Captain Forero said: “the majority of the officers cannot find a place on a ship because a great majority of nations do not validate the licenses of the Panamanians. The cadets who have not found a ship on which to do their thesis work, is not because they did not want to, but were never given a chance.”

UMIP cadets are unable to be hired by ship operators.

UMIP cadets are unable to be hired by ship operators.

Every year in Panama, around 150 to 200 cadets graduate from the Panama International Maritime University and Colon University after finishing their theoretical studies, but only a small percentage manage to find a place for a year of sea time on a ship.

A former student of the UMIP told The Bulletin that for the last few years he has been forced to work as an engineer on a local vessel in Colon, because he cannot get hired as a crew member to complete his sea time and thesis. Until that happens he will not become a merchant navy officer.

Forero said that in 2013 the APOM presented a Bill to the AMP highlighting possible incentives for ship operators to hire Panamanian cadets, as well as creating a fund to improve the education of seafarers, but nothing has happened.

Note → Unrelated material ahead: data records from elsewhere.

/// Describe and register a C struct.
///
/// # Examples
///
/// ```
/// # use ferrule_bridge::types::{struct_type, sizeof, offsetof};
/// struct_type("DocPoint", &[("x", "double".into()), ("y", "double".into())]).unwrap();
/// assert_eq!(sizeof("DocPoint").unwrap(), 16);
/// assert_eq!(offsetof("DocPoint", "y").unwrap(), 8);
/// ```
pub fn struct_type(
    name: &str,
    fields: &[(&str, TypeSpec)],
) -> Result<Arc<TypeDesc>, TypeDescriptionError> {
    build_record(name, true, fields, false, false)
}

/// Describe and register a packed C struct: no padding between members.
pub fn pack(
    name: &str,
    fields: &[(&str, TypeSpec)],
) -> Result<Arc<TypeDesc>, TypeDescriptionError> {
    build_record(name, true, fields, true, false)
}

/// Describe and register a C union.
pub fn union_type(
    name: &str,
    fields: &[(&str, TypeSpec)],
) -> Result<Arc<TypeDesc>, TypeDescriptionError> {
    build_record(name, true, fields, false, true)
}

/// Register a named type with unknown layout. Only pointers to it can cross
/// the boundary.
pub fn opaque(name: &str) -> Result<Arc<TypeDesc>, TypeDescriptionError> {
    let desc = Arc::new(TypeDesc::new(name.to_string(), TypeKind::Opaque, 0, 1));
    register_named(name, desc.clone())?;
    Ok(desc)
}

/// Build a pointer description with `depth` levels of indirection.
pub fn pointer(
    spec: impl Into<TypeSpec>,
    depth: usize,
) -> Result<Arc<TypeDesc>, TypeDescriptionError> {
    if !(1..=MAX_POINTER_DEPTH).contains(&depth) {
        return Err(TypeDescriptionError::PointerDepth);
    }
    let mut desc = resolve(spec)?;
    for _ in 0..depth {
        desc = pointer_to(desc);
    }
    Ok(desc)
}

/// Build a fixed-length array description.
///
/// `hint` controls how the elements decode; `char` and `char16` arrays
/// default to text.
pub fn array(
    spec: impl Into<TypeSpec>,
    len: usize,
    hint: Option<ArrayHint>,
) -> Result<Arc<TypeDesc>, TypeDescriptionError> {
    let element = resolve(spec)?;
    if len == 0 {
        return Err(TypeDescriptionError::InvalidArrayLength);
    }
    if element.size() == 0 {
        return Err(TypeDescriptionError::IncompleteType(
            element.name().to_string(),
        ));
    }

    let max = config::current().max_type_size;
    if len > max / element.size() {
        return Err(TypeDescriptionError::ArrayTooBig {
            max: max / element.size(),
        });
    }

    let hint = hint.unwrap_or(match element.kind() {
        TypeKind::Char | TypeKind::Char16 => ArrayHint::String,
        _ => ArrayHint::Array,
    });

    let name = format!("{} [{}]", element.name(), len);
    let size = element.size() * len;
    let align = element.align();
    Ok(Arc::new(TypeDesc::new(
        name,
        TypeKind::Array { element, len, hint },
        size,
        align,
    )))
}

fn build_prototype(
    name: &str,
    convention: CallConvention,
    ret: Arc<TypeDesc>,
    params: Vec<ParamDesc>,
) -> Result<Arc<TypeDesc>, TypeDescriptionError> {
    ret.check_return()?;
    if params.len() > MAX_PARAMETERS {
        return Err(TypeDescriptionError::TooManyParameters(MAX_PARAMETERS));
    }
    for param in &params {
        param.ty.check_parameter()?;
        if param.direction != Direction::In {
            return Err(TypeDescriptionError::DirectionOnValue(
                param.ty.name().to_string(),
            ));
        }
    }

    let proto = Arc::new(Prototype {
        name: name.to_string(),
        ret,
        params,
        convention,
    });
    Ok(Arc::new(TypeDesc::new(
        name.to_string(),
        TypeKind::Prototype(proto),
        std::mem::size_of::<usize>(),
        std::mem::align_of::<usize>(),
    )))
}

/// Describe and register a callback signature from a C declaration, such as
/// `"int IntCallback(int x)"`.
pub fn callback(decl: &str) -> Result<Arc<TypeDesc>, TypeDescriptionError> {
    let sig = parser::parse_signature(decl)?;
    if sig.variadic {
        return Err(TypeDescriptionError::VariadicCallback);
    }
    let convention = sig.convention.unwrap_or(CallConvention::Cdecl);
    let desc = build_prototype(&sig.name, convention, sig.ret, sig.params)?;
    register_named(&sig.name, desc.clone())?;
    Ok(desc)
}

/// Describe and register a callback signature from parts.
pub fn callback_with(
    name: &str,
    ret: impl Into<TypeSpec>,
    params: &[TypeSpec],
) -> Result<Arc<TypeDesc>, TypeDescriptionError> {
    let ret = resolve(ret)?;
    let mut param_descs = Vec::with_capacity(params.len());
    for spec in params {
        let (ty, direction) = resolve_param(spec.clone())?;
        param_descs.push(ParamDesc {
            name: String::new(),
            ty,
            direction,
        });
    }
    let desc = build_prototype(name, CallConvention::Cdecl, ret, param_descs)?;
    register_named(name, desc.clone())?;
    Ok(desc)
}

/// Register an additional name for an existing type.
pub fn alias(name: &str, spec: impl Into<TypeSpec>) -> Result<Arc<TypeDesc>, TypeDescriptionError> {
    let desc = resolve(spec)?;
    register_named(name, desc.clone())?;
    Ok(desc)
}

fn build_disposable(
    name: &str,
    target: Arc<TypeDesc>,
    dispose: DisposeFn,
) -> Result<Arc<TypeDesc>, TypeDescriptionError> {
    match target.kind() {
        TypeKind::Disposable { .. } => {
            return Err(TypeDescriptionError::DisposableNesting(
                target.name().to_string(),
            ))
        }
        TypeKind::CString | TypeKind::CString16 | TypeKind::Pointer { .. } => {}
        _ => {
            return Err(TypeDescriptionError::DisposableKind(
                target.name().to_string(),
            ))
        }
    }
    Ok(Arc::new(TypeDesc::new(
        name.to_string(),
        TypeKind::Disposable {
            target: target.clone(),
            dispose,
        },
        target.size(),
        target.align(),
    )))
}

/// Wrap a string or pointer type so decoded memory is released with the C
/// allocator's `free` after conversion.
pub fn disposable(spec: impl Into<TypeSpec>) -> Result<Arc<TypeDesc>, TypeDescriptionError> {
    let target = resolve(spec)?;
    let name = format!("{}!", target.name());
    build_disposable(&name, target, DisposeFn::CFree)
}

/// Wrap a string or pointer type with a named disposable using a custom
/// release function, and register it.
pub fn disposable_with(
    name: &str,
    spec: impl Into<TypeSpec>,
    dispose: DisposeFn,
) -> Result<Arc<TypeDesc>, TypeDescriptionError> {
    let target = resolve(spec)?;
    let desc = build_disposable(name, target, dispose)?;
    register_named(name, desc.clone())?;
    Ok(desc)
}

// ---------------------------------------------------------------------------
// Queries
// ---------------------------------------------------------------------------

/// Size of a type in bytes.
pub fn sizeof(spec: impl Into<TypeSpec>) -> Result<usize, TypeDescriptionError> {
    let desc = resolve(spec)?;
    if desc.size() == 0 {
        return Err(TypeDescriptionError::IncompleteType(
            desc.name().to_string(),
        ));
    }
    Ok(desc.size())
}

/// Alignment of a type in bytes.
pub fn alignof(spec: impl Into<TypeSpec>) -> Result<usize, TypeDescriptionError> {
    let desc = resolve(spec)?;
    if desc.size() == 0 {
        return Err(TypeDescriptionError::IncompleteType(
            desc.name().to_string(),
        ));
    }
    Ok(desc.align())
}

/// Byte offset of a struct or union member.
pub fn offsetof(
    spec: impl Into<TypeSpec>,
    member: &str,
) -> Result<usize, TypeDescriptionError> {
    let desc = resolve(spec)?;
    let TypeKind::Record { members, .. } = desc.kind() else {
        return Err(TypeDescriptionError::NotARecord(desc.name().to_string()));
    };
    members
        .iter()
        .find(|m| m.name == member)
        .map(|m| m.offset)
        .ok_or_else(|| TypeDescriptionError::UnknownMember {
            record: desc.name().to_string(),
            member: member.to_string(),
        })
}

/// Reinterpret a pointer-bearing value under another type.
///
/// Numbers are treated as raw addresses; `Null` becomes a null pointer of
/// the target type.
pub fn as_type(value: &Value, spec: impl Into<TypeSpec>) -> Result<Value, BridgeError> {
    let desc = resolve(spec)?;
    match value {
        Value::Pointer(p) => Ok(Value::pointer(p.addr(), desc)),
        Value::Number(n) => Ok(Value::pointer(*n as u64 as usize, desc)),
        Value::Int64(v) => Ok(Value::pointer(*v as usize, desc)),
        Value::UInt64(v) => Ok(Value::pointer(*v as usize, desc)),
        Value::Null => Ok(Value::pointer(0, desc)),
        other => Err(MarshalingError::TypeMismatch {
            expected: "pointer".to_string(),
            got: other.type_name(),
        }
        .into()),
    }
}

Over the last three weeks, the APOM members have protested at the Cathedral Square, near the Presidency of the Republic and, again presented a list with their demands to a government official.

He said that those demands will be discussed by the Cabinet in the near future.

Forero concluded by saying: “there are plenty of professional seafaring people in Panama. Why do they not hire us, instead of promoting the hiring of foreign nationals on ships flying Panamanian flag?